O amor em quatro vozes.

por Stefano Manzolli

O café esfriava em cima da mesa.

Jorge observava a fumaça quente percorrer suas bochechas, seus óculos e, algum tempo depois, se dissipar rente ao teto. Ao lado da xícara, um livreto de Fernando Pessoa era um convite para mergulhar no incrível mundo de Alberto Caeiro.

Tomou outro gole de café e poesia.
Queria aquecer a alma e aquietar o coração.
Apressadamente, lia versos pela metade e virava as páginas.
Buscava um poema que calasse a voz presa aos seus pensamentos.

Aos poucos, perdido em palavras, inventou seus próprios heterônimos. Criava diversas máscaras para seu ego velho e conhecido; era e deixava de ser diversas pessoas ao mesmo tempo. Entretido pela loucura, viu surgiu Fernando Márquez, Augusto de Moraes, Gabriel Verissimo. Numa velocidade frenética, descobriu grandes histórias para cada um.

Fernando Márquez desejou Clarice Meireles por quatorze anos e vinte sonhos, mas morreu sozinho em Londres. Comia batata-frita e peixe empanado no horário do almoço. Desenhava corpos entrelaçados nas janelas embaçadas do inverno. Usava as mesmas meias pretas até furar. Lia Conan Doyle e suspirava Carlos Drummond de Andrade antes de dormir.
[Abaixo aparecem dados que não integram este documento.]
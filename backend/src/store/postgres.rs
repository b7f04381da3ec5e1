use async_trait::async_trait;
use chrono::{DateTime, Utc};
use sqlx::{types::Json, FromRow, PgPool};
use uuid::Uuid;

use automation_shared::{
    ActionOutcome, AutomationRule, ExecutionLogEntry, ExecutionStatus, NewActivity,
    NewNotification, RuleInput, TriggerType,
};

use super::{AutomationStore, ExecutionLogQuery, StoreError, StoreResult};

const RULE_COLUMNS: &str = "id, name, trigger_type, conditions, actions, enabled, \
                            execution_count, created_at, updated_at";

#[derive(Debug, FromRow)]
struct RuleRow {
    id: Uuid,
    name: String,
    trigger_type: String,
    conditions: serde_json::Value,
    actions: serde_json::Value,
    enabled: bool,
    execution_count: i64,
    created_at: DateTime<Utc>,
    updated_at: Option<DateTime<Utc>>,
}

impl TryFrom<RuleRow> for AutomationRule {
    type Error = StoreError;

    fn try_from(row: RuleRow) -> Result<Self, Self::Error> {
        let trigger = row
            .trigger_type
            .parse::<TriggerType>()
            .map_err(|e| StoreError::CorruptRow(format!("rule {}: {}", row.id, e)))?;

        Ok(AutomationRule {
            id: row.id,
            name: row.name,
            trigger,
            conditions: row.conditions,
            actions: row.actions,
            enabled: row.enabled,
            execution_count: row.execution_count,
            created_at: row.created_at,
            updated_at: row.updated_at,
        })
    }
}

/// One unreadable row fails the whole read with `CorruptRow`.
fn rules_from_rows(rows: Vec<RuleRow>) -> StoreResult<Vec<AutomationRule>> {
    rows.into_iter().map(AutomationRule::try_from).collect()
}

#[derive(Debug, FromRow)]
struct ExecutionLogRow {
    id: Uuid,
    rule_id: Uuid,
    rule_name: String,
    trigger_type: String,
    event_data: serde_json::Value,
    actions_executed: Json<Vec<ActionOutcome>>,
    status: String,
    error_message: Option<String>,
    executed_at: DateTime<Utc>,
}

impl TryFrom<ExecutionLogRow> for ExecutionLogEntry {
    type Error = StoreError;

    fn try_from(row: ExecutionLogRow) -> Result<Self, Self::Error> {
        let status: ExecutionStatus = row.status.parse().map_err(StoreError::CorruptRow)?;

        Ok(ExecutionLogEntry {
            id: row.id,
            rule_id: row.rule_id,
            rule_name: row.rule_name,
            trigger_type: row.trigger_type,
            event_data: row.event_data,
            actions_executed: row.actions_executed.0,
            status,
            error_message: row.error_message,
            executed_at: row.executed_at,
        })
    }
}

/// PostgreSQL-backed store. Every call is a single statement.
#[derive(Clone)]
pub struct PgAutomationStore {
    pool: PgPool,
}

impl PgAutomationStore {
    pub fn new(pool: PgPool) -> Self {
        Self { pool }
    }

    pub fn pool(&self) -> &PgPool {
        &self.pool
    }
}

#[async_trait]
impl AutomationStore for PgAutomationStore {
    async fn enabled_rules_for_trigger(&self, trigger: TriggerType) -> StoreResult<Vec<AutomationRule>> {
        let rows = sqlx::query_as::<_, RuleRow>(&format!(
            "SELECT {} FROM automation_rules WHERE enabled = true AND trigger_type = $1",
            RULE_COLUMNS
        ))
        .bind(trigger.as_str())
        .fetch_all(&self.pool)
        .await?;

        rules_from_rows(rows)
    }

    async fn list_rules(&self, trigger: Option<TriggerType>) -> StoreResult<Vec<AutomationRule>> {
        let rows = match trigger {
            Some(trigger) => {
                sqlx::query_as::<_, RuleRow>(&format!(
                    "SELECT {} FROM automation_rules WHERE trigger_type = $1 ORDER BY created_at ASC",
                    RULE_COLUMNS
                ))
                .bind(trigger.as_str())
                .fetch_all(&self.pool)
                .await?
            }
            None => {
                sqlx::query_as::<_, RuleRow>(&format!(
                    "SELECT {} FROM automation_rules ORDER BY created_at ASC",
                    RULE_COLUMNS
                ))
                .fetch_all(&self.pool)
                .await?
            }
        };

        rules_from_rows(rows)
    }

    async fn get_rule(&self, id: Uuid) -> StoreResult<AutomationRule> {
        let row = sqlx::query_as::<_, RuleRow>(&format!(
            "SELECT {} FROM automation_rules WHERE id = $1",
            RULE_COLUMNS
        ))
        .bind(id)
        .fetch_optional(&self.pool)
        .await?
        .ok_or_else(|| StoreError::NotFound {
            entity: "Rule",
            id: id.to_string(),
        })?;

        row.try_into()
    }

    async fn create_rule(&self, input: &RuleInput) -> StoreResult<AutomationRule> {
        let row = sqlx::query_as::<_, RuleRow>(&format!(
            r#"
            INSERT INTO automation_rules (id, name, trigger_type, conditions, actions, enabled, created_at)
            VALUES ($1, $2, $3, $4, $5, $6, NOW())
            RETURNING {}
            "#,
            RULE_COLUMNS
        ))
        .bind(Uuid::new_v4())
        .bind(&input.name)
        .bind(input.trigger.as_str())
        .bind(serde_json::to_value(&input.conditions)?)
        .bind(serde_json::to_value(&input.actions)?)
        .bind(input.enabled)
        .fetch_one(&self.pool)
        .await?;

        row.try_into()
    }

    async fn update_rule(&self, id: Uuid, input: &RuleInput) -> StoreResult<AutomationRule> {
        let row = sqlx::query_as::<_, RuleRow>(&format!(
            r#"
            UPDATE automation_rules
            SET name = $2, trigger_type = $3, conditions = $4, actions = $5,
                enabled = $6, updated_at = NOW()
            WHERE id = $1
            RETURNING {}
            "#,
            RULE_COLUMNS
        ))
        .bind(id)
        .bind(&input.name)
        .bind(input.trigger.as_str())
        .bind(serde_json::to_value(&input.conditions)?)
        .bind(serde_json::to_value(&input.actions)?)
        .bind(input.enabled)
        .fetch_optional(&self.pool)
        .await?
        .ok_or_else(|| StoreError::NotFound {
            entity: "Rule",
            id: id.to_string(),
        })?;

        row.try_into()
    }

    async fn delete_rule(&self, id: Uuid) -> StoreResult<()> {
        let result = sqlx::query("DELETE FROM automation_rules WHERE id = $1")
            .bind(id)
            .execute(&self.pool)
            .await?;

        if result.rows_affected() == 0 {
            return Err(StoreError::NotFound {
                entity: "Rule",
                id: id.to_string(),
            });
        }
        Ok(())
    }

    async fn increment_execution_count(&self, id: Uuid) -> StoreResult<()> {
        sqlx::query("UPDATE automation_rules SET execution_count = execution_count + 1 WHERE id = $1")
            .bind(id)
            .execute(&self.pool)
            .await?;
        Ok(())
    }

    async fn insert_notification(&self, notification: &NewNotification) -> StoreResult<Uuid> {
        let id = Uuid::new_v4();

        sqlx::query(
            "INSERT INTO notifications (id, recipient, title, message, notification_type, link, read, created_at)
             VALUES ($1, $2, $3, $4, $5, $6, false, NOW())",
        )
        .bind(id)
        .bind(&notification.recipient)
        .bind(&notification.title)
        .bind(&notification.message)
        .bind(&notification.notification_type)
        .bind(&notification.link)
        .execute(&self.pool)
        .await?;

        Ok(id)
    }

    async fn update_project_status(&self, project_id: &str, status: &str) -> StoreResult<()> {
        let id: Uuid = project_id
            .parse()
            .map_err(|_| StoreError::InvalidId(project_id.to_string()))?;

        let result = sqlx::query("UPDATE projects SET status = $2, updated_at = NOW() WHERE id = $1")
            .bind(id)
            .bind(status)
            .execute(&self.pool)
            .await?;

        if result.rows_affected() == 0 {
            return Err(StoreError::NotFound {
                entity: "Project",
                id: project_id.to_string(),
            });
        }
        Ok(())
    }

    async fn insert_activity(&self, entry: &NewActivity) -> StoreResult<Uuid> {
        let id = Uuid::new_v4();

        sqlx::query(
            r#"
            INSERT INTO activity_logs (id, username, display_name, action_type, message, target_path, details, created_at)
            VALUES ($1, $2, $3, $4, $5, $6, $7, NOW())
            "#,
        )
        .bind(id)
        .bind(&entry.username)
        .bind(&entry.display_name)
        .bind(&entry.action_type)
        .bind(&entry.message)
        .bind(&entry.target_path)
        .bind(&entry.details)
        .execute(&self.pool)
        .await?;

        Ok(id)
    }

    async fn insert_execution_log(&self, entry: &ExecutionLogEntry) -> StoreResult<()> {
        sqlx::query(
            r#"
            INSERT INTO automation_execution_logs
            (id, rule_id, rule_name, trigger_type, event_data, actions_executed, status, error_message, executed_at)
            VALUES ($1, $2, $3, $4, $5, $6, $7, $8, $9)
            "#,
        )
        .bind(entry.id)
        .bind(entry.rule_id)
        .bind(&entry.rule_name)
        .bind(&entry.trigger_type)
        .bind(&entry.event_data)
        .bind(Json(&entry.actions_executed))
        .bind(entry.status.as_str())
        .bind(&entry.error_message)
        .bind(entry.executed_at)
        .execute(&self.pool)
        .await?;

        Ok(())
    }

    async fn list_execution_logs(&self, query: &ExecutionLogQuery) -> StoreResult<Vec<ExecutionLogEntry>> {
        let mut sql = String::from(
            r#"
            SELECT id, rule_id, rule_name, trigger_type, event_data, actions_executed,
                   status, error_message, executed_at
            FROM automation_execution_logs
            WHERE 1=1
            "#,
        );

        let mut params_count = 0;

        if query.rule_id.is_some() {
            params_count += 1;
            sql.push_str(&format!(" AND rule_id = ${}", params_count));
        }
        if query.status.is_some() {
            params_count += 1;
            sql.push_str(&format!(" AND status = ${}", params_count));
        }

        sql.push_str(&format!(" ORDER BY executed_at DESC LIMIT ${}", params_count + 1));

        let mut db_query = sqlx::query_as::<_, ExecutionLogRow>(&sql);

        if let Some(rule_id) = query.rule_id {
            db_query = db_query.bind(rule_id);
        }
        if let Some(status) = query.status {
            db_query = db_query.bind(status.as_str());
        }

        let rows = db_query
            .bind(query.clamped_limit())
            .fetch_all(&self.pool)
            .await?;

        rows.into_iter().map(ExecutionLogEntry::try_from).collect()
    }
}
Augusto de Moraes casou-se muito cedo com uma namorada grávida, Cecília Lispector. Mesmo sem amá-la de verdade, cumpriu sua fidelidade matrimonial. Colecionava carros em miniatura. Era sonâmbulo e adorava lanches na madrugada. Tomava café expresso compulsivamente. Morreu corno, cheio de dívidas e sem conhecer o inebriante mundo dos livros.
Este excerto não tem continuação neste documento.